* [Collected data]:
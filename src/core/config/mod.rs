//! core::config
//!
//! Configuration schema and loading.
//!
//! # Precedence
//!
//! Values are resolved in this order (later overrides earlier):
//! 1. Default values
//! 2. The config file passed to [`Config::load`]
//!
//! Locating the file is the caller's job.
//!
//! # Example
//!
//! ```
//! use assetgen::core::config::Config;
//!
//! let result = Config::from_toml_str("prefix = \"R.assets\"\naccessors = false").unwrap();
//! let config = result.config;
//!
//! assert_eq!(config.prefix().to_string(), "R.assets");
//! assert!(!config.accessors());
//! assert_eq!(config.kinds().len(), 3);
//! ```

pub mod schema;

pub use schema::{DiagnosticsMode, GeneratorConfig};

use std::fs;
use std::path::{Path, PathBuf};
use thiserror::Error;

use crate::core::naming::QualifiedIdentifier;
use crate::core::types::ResourceKind;

/// Prefix used when none is configured.
pub const DEFAULT_PREFIX: &str = "R";

/// Errors from configuration operations.
#[derive(Debug, Error)]
pub enum ConfigError {
    #[error("failed to read config file '{path}': {source}")]
    ReadError {
        path: PathBuf,
        source: std::io::Error,
    },

    #[error("failed to parse config {origin}: {message}")]
    ParseError { origin: String, message: String },

    #[error("invalid config value: {0}")]
    InvalidValue(String),
}

/// Warnings generated during config loading.
#[derive(Debug, Clone)]
pub struct ConfigWarning {
    /// The warning message.
    pub message: String,
    /// The file that triggered the warning, if any.
    pub path: Option<PathBuf>,
}

/// Result of loading configuration.
#[derive(Debug)]
pub struct ConfigLoadResult {
    /// The loaded configuration.
    pub config: Config,
    /// Any warnings generated during loading.
    pub warnings: Vec<ConfigWarning>,
}

/// Validated configuration with defaults applied by accessors.
#[derive(Debug, Clone)]
pub struct Config {
    /// Raw configuration as parsed
    pub generator: GeneratorConfig,
    prefix: QualifiedIdentifier,
    /// Path to the config file (if loaded from disk)
    path: Option<PathBuf>,
}

impl Default for Config {
    fn default() -> Self {
        Self {
            generator: GeneratorConfig::default(),
            prefix: default_prefix(),
            path: None,
        }
    }
}

fn default_prefix() -> QualifiedIdentifier {
    QualifiedIdentifier::parse(DEFAULT_PREFIX).unwrap_or_default()
}

impl Config {
    /// Load configuration from `path`, or defaults when `path` is `None`.
    ///
    /// # Errors
    ///
    /// Returns an error if the file cannot be read, parsed, or validated.
    pub fn load(path: Option<&Path>) -> Result<ConfigLoadResult, ConfigError> {
        let Some(path) = path else {
            return Ok(ConfigLoadResult {
                config: Config::default(),
                warnings: Vec::new(),
            });
        };

        let contents = fs::read_to_string(path).map_err(|e| ConfigError::ReadError {
            path: path.to_path_buf(),
            source: e,
        })?;
        let generator: GeneratorConfig =
            toml::from_str(&contents).map_err(|e| ConfigError::ParseError {
                origin: format!("file '{}'", path.display()),
                message: e.to_string(),
            })?;

        let mut result = Self::from_generator(generator, Some(path.to_path_buf()))?;
        for warning in &mut result.warnings {
            warning.path = Some(path.to_path_buf());
        }
        Ok(result)
    }

    /// Parse configuration from TOML text.
    ///
    /// # Errors
    ///
    /// Returns an error if the text cannot be parsed or validated.
    pub fn from_toml_str(contents: &str) -> Result<ConfigLoadResult, ConfigError> {
        let generator: GeneratorConfig =
            toml::from_str(contents).map_err(|e| ConfigError::ParseError {
                origin: "text".to_string(),
                message: e.to_string(),
            })?;
        Self::from_generator(generator, None)
    }

    /// Validate an already-built [`GeneratorConfig`].
    ///
    /// # Errors
    ///
    /// Returns `ConfigError::InvalidValue` if validation fails.
    pub fn from_generator(
        generator: GeneratorConfig,
        path: Option<PathBuf>,
    ) -> Result<ConfigLoadResult, ConfigError> {
        generator.validate()?;

        let prefix = match &generator.prefix {
            Some(prefix) => QualifiedIdentifier::parse(prefix)
                .map_err(|e| ConfigError::InvalidValue(format!("invalid prefix: {}", e)))?,
            None => default_prefix(),
        };

        let mut warnings = Vec::new();
        if generator.kinds.as_ref().is_some_and(|k| k.is_empty()) {
            warnings.push(ConfigWarning {
                message: "no resource kinds selected; nothing will be generated".to_string(),
                path: None,
            });
        }

        Ok(ConfigLoadResult {
            config: Config {
                generator,
                prefix,
                path,
            },
            warnings,
        })
    }

    // =========================================================================
    // Accessor methods with defaults
    // =========================================================================

    /// Qualified root for generated groups.
    ///
    /// Defaults to `R`.
    pub fn prefix(&self) -> &QualifiedIdentifier {
        &self.prefix
    }

    /// Resource kinds to generate, in order.
    ///
    /// Defaults to every kind.
    pub fn kinds(&self) -> Vec<ResourceKind> {
        self.generator
            .kinds
            .clone()
            .unwrap_or_else(|| ResourceKind::ALL.to_vec())
    }

    /// Whether child groups get accessor entry points.
    ///
    /// Defaults to `true`.
    pub fn accessors(&self) -> bool {
        self.generator.accessors.unwrap_or(true)
    }

    /// Where diagnostics go.
    ///
    /// Defaults to console.
    pub fn diagnostics(&self) -> DiagnosticsMode {
        self.generator.diagnostics.unwrap_or_default()
    }

    /// Path the config was loaded from.
    pub fn loaded_from(&self) -> Option<&Path> {
        self.path.as_deref()
    }
}

#[cfg(test)]
mod tests {
    use super::*;
    use tempfile::TempDir;

    #[test]
    fn load_none_uses_defaults() {
        let result = Config::load(None).unwrap();
        let config = result.config;

        assert_eq!(config.prefix().to_string(), "R");
        assert_eq!(config.kinds(), ResourceKind::ALL.to_vec());
        assert!(config.accessors());
        assert_eq!(config.diagnostics(), DiagnosticsMode::Console);
        assert!(config.loaded_from().is_none());
    }

    #[test]
    fn load_from_file() {
        let temp = TempDir::new().unwrap();
        let config_path = temp.path().join("assetgen.toml");

        fs::write(
            &config_path,
            r#"
            prefix = "Assets"
            kinds = ["image"]
            diagnostics = "quiet"
            "#,
        )
        .unwrap();

        let result = Config::load(Some(&config_path)).unwrap();
        let config = result.config;

        assert_eq!(config.prefix().to_string(), "Assets");
        assert_eq!(config.kinds(), vec![ResourceKind::Image]);
        assert_eq!(config.diagnostics(), DiagnosticsMode::Quiet);
        assert_eq!(config.loaded_from(), Some(config_path.as_path()));
        assert!(result.warnings.is_empty());
    }

    #[test]
    fn missing_file_is_read_error() {
        let temp = TempDir::new().unwrap();
        let result = Config::load(Some(&temp.path().join("absent.toml")));
        assert!(matches!(result, Err(ConfigError::ReadError { .. })));
    }

    #[test]
    fn empty_kinds_warns() {
        let temp = TempDir::new().unwrap();
        let config_path = temp.path().join("assetgen.toml");
        fs::write(&config_path, "kinds = []").unwrap();

        let result = Config::load(Some(&config_path)).unwrap();
        assert!(result.config.kinds().is_empty());
        assert_eq!(result.warnings.len(), 1);
        assert_eq!(result.warnings[0].path.as_deref(), Some(config_path.as_path()));
    }

    #[test]
    fn invalid_prefix_rejected() {
        let result = Config::from_toml_str("prefix = \"1st\"");
        assert!(matches!(result, Err(ConfigError::InvalidValue(_))));
    }

    #[test]
    fn unknown_fields_rejected() {
        let result = Config::from_toml_str("prefix = \"R\"\nunknown_field = true");
        assert!(matches!(result, Err(ConfigError::ParseError { .. })));
    }

    #[test]
    fn unknown_kind_rejected() {
        let result = Config::from_toml_str("kinds = [\"font\"]");
        assert!(result.is_err());
    }
}
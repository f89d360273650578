//! Property-based tests for session and global monitors

use std::collections::BTreeMap;
use std::time::Duration;

use proptest::prelude::*;
use uuid::Uuid;

use sessionwatch_core::{
    GlobalOperationMonitor, Operation, OperationKind, SessionMonitor,
};

fn arb_outcomes() -> impl Strategy<Value = Vec<bool>> {
    prop::collection::vec(any::<bool>(), 0..64)
}

proptest! {
    /// Session error rate is always a valid ratio in [0, 1]
    #[test]
    fn prop_session_error_rate_in_unit_interval(outcomes in arb_outcomes()) {
        let mut monitor = SessionMonitor::new("s1", "h1", 22);
        for success in &outcomes {
            let id = Uuid::new_v4();
            monitor.track_operation(id, OperationKind::Command, BTreeMap::new());
            monitor.complete_operation_with_duration(id, *success, Duration::from_millis(10));
        }
        let rate = monitor.error_rate();
        prop_assert!((0.0..=1.0).contains(&rate));
        let failures = outcomes.iter().filter(|s| !**s).count();
        if outcomes.is_empty() {
            prop_assert_eq!(rate, 0.0);
        } else {
            let expected = failures as f64 / outcomes.len() as f64;
            prop_assert!((rate - expected).abs() < 1e-9);
        }
    }

    /// Started-counters reflect starts, not completions
    #[test]
    fn prop_command_counter_counts_starts(started in 0usize..40, completed_of in 0usize..40) {
        let mut monitor = SessionMonitor::new("s1", "h1", 22);
        let mut ids = Vec::new();
        for _ in 0..started {
            let id = Uuid::new_v4();
            monitor.track_operation(id, OperationKind::Command, BTreeMap::new());
            ids.push(id);
        }
        for id in ids.iter().take(completed_of.min(started)) {
            monitor.complete_operation_with_duration(*id, true, Duration::from_millis(5));
        }
        prop_assert_eq!(monitor.total_commands(), started as u64);
    }

    /// Unknown completions never change observable state
    #[test]
    fn prop_unknown_completion_is_inert(count in 1usize..20) {
        let mut monitor = SessionMonitor::new("s1", "h1", 22);
        for _ in 0..count {
            monitor.complete_operation_with_duration(Uuid::new_v4(), false, Duration::from_secs(9));
        }
        prop_assert_eq!(monitor.error_rate(), 0.0);
        prop_assert_eq!(monitor.average_latency(), 0.0);
        prop_assert_eq!(monitor.active_operation_count(), 0);
    }

    /// Global error and success rates always sum to 1 once anything completed
    #[test]
    fn prop_global_rates_complementary(outcomes in arb_outcomes()) {
        let mut monitor = GlobalOperationMonitor::new();
        for success in &outcomes {
            let op = Operation::new(OperationKind::Command, "h1", 22);
            let id = op.id;
            monitor.begin_operation(op);
            monitor.complete_operation_with_duration(id, *success, Duration::from_millis(1), None, None);
        }
        let error_rate = monitor.error_rate();
        prop_assert!((0.0..=1.0).contains(&error_rate));
        prop_assert!((error_rate + monitor.success_rate() - 1.0).abs() < 1e-9);
    }

    /// Average latency equals the arithmetic mean of recorded durations
    #[test]
    fn prop_session_latency_is_mean(durations_ms in prop::collection::vec(1u64..5000, 1..50)) {
        let mut monitor = SessionMonitor::new("s1", "h1", 22);
        for ms in &durations_ms {
            let id = Uuid::new_v4();
            monitor.track_operation(id, OperationKind::Command, BTreeMap::new());
            monitor.complete_operation_with_duration(id, true, Duration::from_millis(*ms));
        }
        let expected = durations_ms.iter().map(|ms| *ms as f64 / 1000.0).sum::<f64>()
            / durations_ms.len() as f64;
        prop_assert!((monitor.average_latency() - expected).abs() < 1e-9);
    }
}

* [WORK INSTRUCTION]: Lines above that contain the string "InvalidValue" make up the answer.

* [ANSWER FOR THE TASK]:
    InvalidValue(String),
    /// Returns `ConfigError::InvalidValue` if validation fails.
                .map_err(|e| ConfigError::InvalidValue(format!("invalid prefix: {}", e)))?,
        assert!(matches!(result, Err(ConfigError::InvalidValue(_))));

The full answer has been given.